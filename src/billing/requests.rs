//! Request DTOs for billing API endpoints.

use chrono::{DateTime, Utc};
use serde::Deserialize;
use uuid::Uuid;

/// Request to invoice a batch of bookings
#[derive(Debug, Deserialize)]
pub struct GenerateBillingsRequest {
    pub booking_ids: Vec<Uuid>,
    pub period_start: DateTime<Utc>,
    pub period_end: DateTime<Utc>,
}
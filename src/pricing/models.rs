//! Price and tier models.
//!
//! Room prices and upgrade prices share one shape; a `PriceTarget` says which
//! owner a record belongs to.

use std::fmt;
use std::str::FromStr;

use chrono::{DateTime, Utc};
use rust_decimal::Decimal;
use serde::{Deserialize, Serialize};
use uuid::Uuid;

/// The entity a price record is attached to
#[derive(Debug, Clone, Copy, PartialEq, Eq, Hash)]
pub enum PriceTarget {
    Room(Uuid),
    Upgrade(Uuid),
}

impl PriceTarget {
    pub fn owner_id(&self) -> Uuid {
        match self {
            PriceTarget::Room(id) | PriceTarget::Upgrade(id) => *id,
        }
    }

    pub fn label(&self) -> &'static str {
        match self {
            PriceTarget::Room(_) => "room",
            PriceTarget::Upgrade(_) => "upgrade",
        }
    }
}

impl fmt::Display for PriceTarget {
    fn fmt(&self, f: &mut fmt::Formatter<'_>) -> fmt::Result {
        write!(f, "{}:{}", self.label(), self.owner_id())
    }
}

/// Rate record valid over `[valid_from, valid_to)`
#[derive(Debug, Clone, PartialEq, Serialize, Deserialize, sqlx::FromRow)]
pub struct Price {
    pub id: Uuid,
    pub owner_id: Uuid,
    #[serde(with = "rust_decimal::serde::str")]
    pub rate: Decimal,
    pub valid_from: DateTime<Utc>,
    pub valid_to: Option<DateTime<Utc>>,
}

impl Price {
    /// Check if the price is in effect at the given time
    pub fn is_valid_at(&self, check_time: DateTime<Utc>) -> bool {
        if self.valid_from > check_time {
            return false;
        }
        match self.valid_to {
            Some(end) => check_time < end,
            None => true,
        }
    }

    pub fn is_open(&self) -> bool {
        self.valid_to.is_none()
    }
}

/// How a tier charges for the minutes that fall inside it
#[derive(Debug, Clone, Copy, PartialEq, Eq, Hash, Serialize, Deserialize)]
#[serde(rename_all = "snake_case")]
pub enum TierKind {
    /// Flat amount charged once any minute falls in the tier
    Fixed,
    /// Rate per hour, pro-rated by minute
    Hourly,
}

impl TierKind {
    pub fn as_str(&self) -> &'static str {
        match self {
            TierKind::Fixed => "fixed",
            TierKind::Hourly => "hourly",
        }
    }
}

impl fmt::Display for TierKind {
    fn fmt(&self, f: &mut fmt::Formatter<'_>) -> fmt::Result {
        f.write_str(self.as_str())
    }
}

impl FromStr for TierKind {
    type Err = String;

    fn from_str(s: &str) -> Result<Self, Self::Err> {
        match s {
            "fixed" => Ok(TierKind::Fixed),
            "hourly" => Ok(TierKind::Hourly),
            other => Err(format!("unknown tier kind '{}'", other)),
        }
    }
}

/// Duration band of a room price, `[from_minutes, to_minutes)`
#[derive(Debug, Clone, PartialEq, Serialize, Deserialize)]
pub struct PriceTier {
    pub id: Uuid,
    pub price_id: Uuid,
    pub from_minutes: i32,
    /// `None` means the tier is unbounded above
    pub to_minutes: Option<i32>,
    pub kind: TierKind,
    #[serde(with = "rust_decimal::serde::str")]
    pub rate: Decimal,
    pub sort_order: i32,
}

impl PriceTier {
    /// Half-open overlap test; a missing upper bound is +infinity.
    pub fn overlaps(&self, other: &PriceTier) -> bool {
        let starts_before_other_ends = match other.to_minutes {
            Some(end) => self.from_minutes < end,
            None => true,
        };
        let ends_after_other_starts = match self.to_minutes {
            Some(end) => end > other.from_minutes,
            None => true,
        };
        starts_before_other_ends && ends_after_other_starts
    }
}

/// Fields an administrator supplies when creating or replacing a tier
#[derive(Debug, Clone)]
pub struct TierInput {
    pub from_minutes: i32,
    pub to_minutes: Option<i32>,
    pub kind: TierKind,
    pub rate: Decimal,
    pub sort_order: i32,
}

#[cfg(test)]
mod tests {
    use super::*;
    use chrono::TimeZone;
    use rust_decimal_macros::dec;

    fn tier(from: i32, to: Option<i32>) -> PriceTier {
        PriceTier {
            id: Uuid::new_v4(),
            price_id: Uuid::nil(),
            from_minutes: from,
            to_minutes: to,
            kind: TierKind::Hourly,
            rate: dec!(10.00),
            sort_order: 0,
        }
    }

    #[test]
    fn test_price_valid_at_bounds() {
        let from = Utc.with_ymd_and_hms(2024, 1, 1, 0, 0, 0).unwrap();
        let to = Utc.with_ymd_and_hms(2024, 2, 1, 0, 0, 0).unwrap();
        let price = Price {
            id: Uuid::new_v4(),
            owner_id: Uuid::new_v4(),
            rate: dec!(70.00),
            valid_from: from,
            valid_to: Some(to),
        };

        assert!(price.is_valid_at(from));
        assert!(price.is_valid_at(to - chrono::Duration::seconds(1)));
        assert!(!price.is_valid_at(to)); // exclusive upper bound
        assert!(!price.is_valid_at(from - chrono::Duration::seconds(1)));
        assert!(!price.is_open());
    }

    #[test]
    fn test_open_price_valid_forever() {
        let from = Utc.with_ymd_and_hms(2024, 1, 1, 0, 0, 0).unwrap();
        let price = Price {
            id: Uuid::new_v4(),
            owner_id: Uuid::new_v4(),
            rate: dec!(70.00),
            valid_from: from,
            valid_to: None,
        };
        assert!(price.is_open());
        assert!(price.is_valid_at(Utc.with_ymd_and_hms(2099, 1, 1, 0, 0, 0).unwrap()));
    }

    #[test]
    fn test_tier_overlap_half_open() {
        // Adjacent tiers share a boundary but do not overlap
        assert!(!tier(0, Some(30)).overlaps(&tier(30, None)));
        assert!(!tier(30, None).overlaps(&tier(0, Some(30))));

        assert!(tier(0, Some(31)).overlaps(&tier(30, None)));
        assert!(tier(60, None).overlaps(&tier(120, Some(180))));
        assert!(tier(10, Some(20)).overlaps(&tier(0, Some(60))));
    }

    #[test]
    fn test_tier_kind_parse() {
        assert_eq!("fixed".parse::<TierKind>(), Ok(TierKind::Fixed));
        assert_eq!("hourly".parse::<TierKind>(), Ok(TierKind::Hourly));
        assert!("weekly".parse::<TierKind>().is_err());
        assert_eq!(TierKind::Hourly.to_string(), "hourly");
    }
}
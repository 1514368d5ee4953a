//! Error handling for the application

use axum::{
    http::StatusCode,
    response::{IntoResponse, Response},
    Json,
};
use serde::Serialize;
use serde_json::json;
use uuid::Uuid;

use crate::billing::BillingError;
use crate::db::StoreError;
use crate::pricing::PricingError;

/// Application error type
#[derive(Debug, thiserror::Error)]
pub enum AppError {
    #[error("{message}")]
    Validation { message: String, errors: Vec<String> },

    #[error("{0}")]
    NotFound(String),

    #[error("{message}")]
    Conflict { message: String, ids: Vec<Uuid> },

    /// Stored data cannot support the request (e.g. no price in effect)
    #[error("{0}")]
    Integrity(String),

    #[error("Database error: {0}")]
    Database(#[from] sqlx::Error),
}

/// JSON error body
#[derive(Debug, Serialize)]
pub struct ErrorResponse {
    pub error_type: String,
    pub message: String,
    #[serde(skip_serializing_if = "Option::is_none")]
    pub details: Option<serde_json::Value>,
}

impl AppError {
    pub fn validation(message: impl Into<String>) -> Self {
        AppError::Validation {
            message: message.into(),
            errors: Vec::new(),
        }
    }

    pub fn status(&self) -> StatusCode {
        match self {
            AppError::Validation { .. } => StatusCode::BAD_REQUEST,
            AppError::NotFound(_) => StatusCode::NOT_FOUND,
            AppError::Conflict { .. } => StatusCode::CONFLICT,
            AppError::Integrity(_) => StatusCode::UNPROCESSABLE_ENTITY,
            AppError::Database(_) => StatusCode::INTERNAL_SERVER_ERROR,
        }
    }

    fn error_type(&self) -> &'static str {
        match self {
            AppError::Validation { .. } => "validation_error",
            AppError::NotFound(_) => "not_found",
            AppError::Conflict { .. } => "conflict",
            AppError::Integrity(_) => "integrity_error",
            AppError::Database(_) => "database_error",
        }
    }
}

impl From<StoreError> for AppError {
    fn from(err: StoreError) -> Self {
        match err {
            StoreError::NotFound { .. } => AppError::NotFound(err.to_string()),
            StoreError::AlreadyBilled(ids) => AppError::Conflict {
                message: "One or more bookings are already billed".to_string(),
                ids,
            },
            StoreError::Conflict(message) => AppError::Conflict {
                message,
                ids: Vec::new(),
            },
            StoreError::Database(e) => AppError::Database(e),
        }
    }
}

impl From<PricingError> for AppError {
    fn from(err: PricingError) -> Self {
        match err {
            PricingError::PriceNotFound { .. } | PricingError::TierNotFound(_) => {
                AppError::NotFound(err.to_string())
            }
            PricingError::InvalidTier { errors } => AppError::Validation {
                message: "Invalid tier".to_string(),
                errors,
            },
            PricingError::InvalidRate(_)
            | PricingError::InvalidDuration(_)
            | PricingError::InvalidOrdering { .. } => AppError::validation(err.to_string()),
            PricingError::OverlappingTier {
                conflicting_tier_id,
                ..
            } => AppError::Conflict {
                message: err.to_string(),
                ids: vec![conflicting_tier_id],
            },
            PricingError::Store(e) => e.into(),
        }
    }
}

impl From<BillingError> for AppError {
    fn from(err: BillingError) -> Self {
        match err {
            BillingError::EmptyBatch
            | BillingError::InvalidPeriod { .. }
            | BillingError::InvalidDuration { .. }
            | BillingError::InvalidQuantity { .. } => AppError::validation(err.to_string()),
            BillingError::NoBookingsFound | BillingError::BillingNotFound(_) => {
                AppError::NotFound(err.to_string())
            }
            BillingError::AlreadyBilled(ids) => AppError::Conflict {
                message: "One or more bookings are already billed".to_string(),
                ids,
            },
            BillingError::RoomPriceMissing { .. } | BillingError::UpgradePriceMissing { .. } => {
                AppError::Integrity(err.to_string())
            }
            BillingError::Store(e) => e.into(),
        }
    }
}

impl IntoResponse for AppError {
    fn into_response(self) -> Response {
        let status = self.status();

        let (message, details) = match &self {
            AppError::Validation { message, errors } if !errors.is_empty() => {
                (message.clone(), Some(json!({ "errors": errors })))
            }
            AppError::Conflict { message, ids } if !ids.is_empty() => {
                (message.clone(), Some(json!({ "ids": ids })))
            }
            AppError::Integrity(msg) => {
                tracing::error!("Integrity error: {}", msg);
                (msg.clone(), None)
            }
            AppError::Database(e) => {
                tracing::error!("Database error: {}", e);
                ("Database error".to_string(), None)
            }
            other => (other.to_string(), None),
        };

        let body = ErrorResponse {
            error_type: self.error_type().to_string(),
            message,
            details,
        };

        (status, Json(body)).into_response()
    }
}

pub type Result<T> = std::result::Result<T, AppError>;

#[cfg(test)]
mod tests {
    use super::*;
    use chrono::Utc;

    #[test]
    fn test_already_billed_is_conflict_with_ids() {
        let id = Uuid::new_v4();
        let err: AppError = BillingError::AlreadyBilled(vec![id]).into();
        assert_eq!(err.status(), StatusCode::CONFLICT);
        match err {
            AppError::Conflict { ids, .. } => assert_eq!(ids, vec![id]),
            other => panic!("unexpected {:?}", other),
        }
    }

    #[test]
    fn test_missing_price_during_billing_is_integrity() {
        let err: AppError = BillingError::RoomPriceMissing {
            booking_id: Uuid::new_v4(),
            room_id: Uuid::new_v4(),
            at: Utc::now(),
        }
        .into();
        assert_eq!(err.status(), StatusCode::UNPROCESSABLE_ENTITY);
    }

    #[test]
    fn test_pricing_errors_map_to_status() {
        let tier: AppError = PricingError::InvalidTier {
            errors: vec!["rate must be positive".to_string()],
        }
        .into();
        assert_eq!(tier.status(), StatusCode::BAD_REQUEST);

        let missing: AppError = PricingError::TierNotFound(Uuid::new_v4()).into();
        assert_eq!(missing.status(), StatusCode::NOT_FOUND);

        let store: AppError = PricingError::Store(StoreError::Conflict("stale".into())).into();
        assert_eq!(store.status(), StatusCode::CONFLICT);

        let unknown_room: AppError = PricingError::Store(StoreError::NotFound {
            entity: "room",
            id: Uuid::new_v4(),
        })
        .into();
        assert_eq!(unknown_room.status(), StatusCode::NOT_FOUND);

        let sub_cent: AppError = PricingError::InvalidRate(rust_decimal_macros::dec!(70.005)).into();
        assert_eq!(sub_cent.status(), StatusCode::BAD_REQUEST);
    }
}
//! Records read from the booking side of the system

mod booking;

pub use booking::{Booking, BookingUpgrade, Provider, Room, Upgrade};
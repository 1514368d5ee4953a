//! In-process store.
//!
//! All state sits behind a single lock, so each trait call is atomic the same
//! way a Postgres transaction is. Wraps data in Arc for cheap cloning.

use std::collections::{HashMap, HashSet};
use std::sync::Arc;

use async_trait::async_trait;
use chrono::{DateTime, Utc};
use rust_decimal::Decimal;
use tokio::sync::RwLock;
use uuid::Uuid;

use super::{BillingStore, BookingStore, PriceStore, PriceTierStore, StoreError, StoreResult};
use crate::billing::models::Billing;
use crate::models::{Booking, BookingUpgrade, Provider, Room, Upgrade};
use crate::pricing::calculators::find_overlap;
use crate::pricing::models::{Price, PriceTarget, PriceTier};

/// Booking as written by the scheduling side, before names are joined in
#[derive(Debug, Clone)]
pub struct BookingDraft {
    pub provider_id: Uuid,
    pub room_id: Uuid,
    pub start_time: DateTime<Utc>,
    pub duration_minutes: i32,
    pub resting_minutes: Option<i32>,
    pub client_alias: Option<String>,
    /// `(upgrade_id, quantity)` pairs
    pub upgrades: Vec<(Uuid, i32)>,
}

#[derive(Default, Clone)]
pub struct MemoryStore {
    inner: Arc<RwLock<MemoryState>>,
}

#[derive(Default)]
struct MemoryState {
    rooms: HashMap<Uuid, Room>,
    providers: HashMap<Uuid, Provider>,
    upgrades: HashMap<Uuid, Upgrade>,
    bookings: HashMap<Uuid, BookingDraft>,
    room_prices: Vec<Price>,
    upgrade_prices: Vec<Price>,
    tiers: HashMap<Uuid, PriceTier>,
    /// Insertion order
    billings: Vec<Billing>,
    /// booking id -> billing item id; one item per booking
    billed: HashMap<Uuid, Uuid>,
}
//! Billing route handlers

use axum::{
    extract::{Path, State},
    http::StatusCode,
    routing::{get, post},
    Json, Router,
};
use uuid::Uuid;

use crate::error::Result;
use crate::AppState;

use super::models::Billing;
use super::requests::GenerateBillingsRequest;
use super::responses::{BillingSummary, GenerateBillingsResponse};
use super::services;

pub fn router() -> Router<AppState> {
    Router::new()
        .route("/api/billings/generate", post(generate))
        .route("/api/billings", get(list_billings))
        .route("/api/billings/:billing_id", get(get_billing))
        .route("/api/providers/:provider_id/billings", get(provider_billings))
}

pub async fn generate(
    State(state): State<AppState>,
    Json(req): Json<GenerateBillingsRequest>,
) -> Result<(StatusCode, Json<GenerateBillingsResponse>)> {
    let billings = services::generate_billings(
        state.store.as_ref(),
        &req.booking_ids,
        req.period_start,
        req.period_end,
    )
    .await?;
    Ok((StatusCode::CREATED, Json(billings.into())))
}

pub async fn list_billings(State(state): State<AppState>) -> Result<Json<Vec<BillingSummary>>> {
    let billings = services::list_billings(state.store.as_ref()).await?;
    Ok(Json(billings.iter().map(BillingSummary::from).collect()))
}

pub async fn get_billing(
    State(state): State<AppState>,
    Path(billing_id): Path<Uuid>,
) -> Result<Json<Billing>> {
    let billing = services::get_billing(state.store.as_ref(), billing_id).await?;
    Ok(Json(billing))
}

pub async fn provider_billings(
    State(state): State<AppState>,
    Path(provider_id): Path<Uuid>,
) -> Result<Json<Vec<BillingSummary>>> {
    let billings = services::list_billings_for_provider(state.store.as_ref(), provider_id).await?;
    Ok(Json(billings.iter().map(BillingSummary::from).collect()))
}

************

**PROBLEM DESCRIPTION:** When the word "Path" occurs in a line above, list that line.

**COMPLETED TASK:**
    extract::{Path, State},
    Path(billing_id): Path<Uuid>,
    Path(provider_id): Path<Uuid>,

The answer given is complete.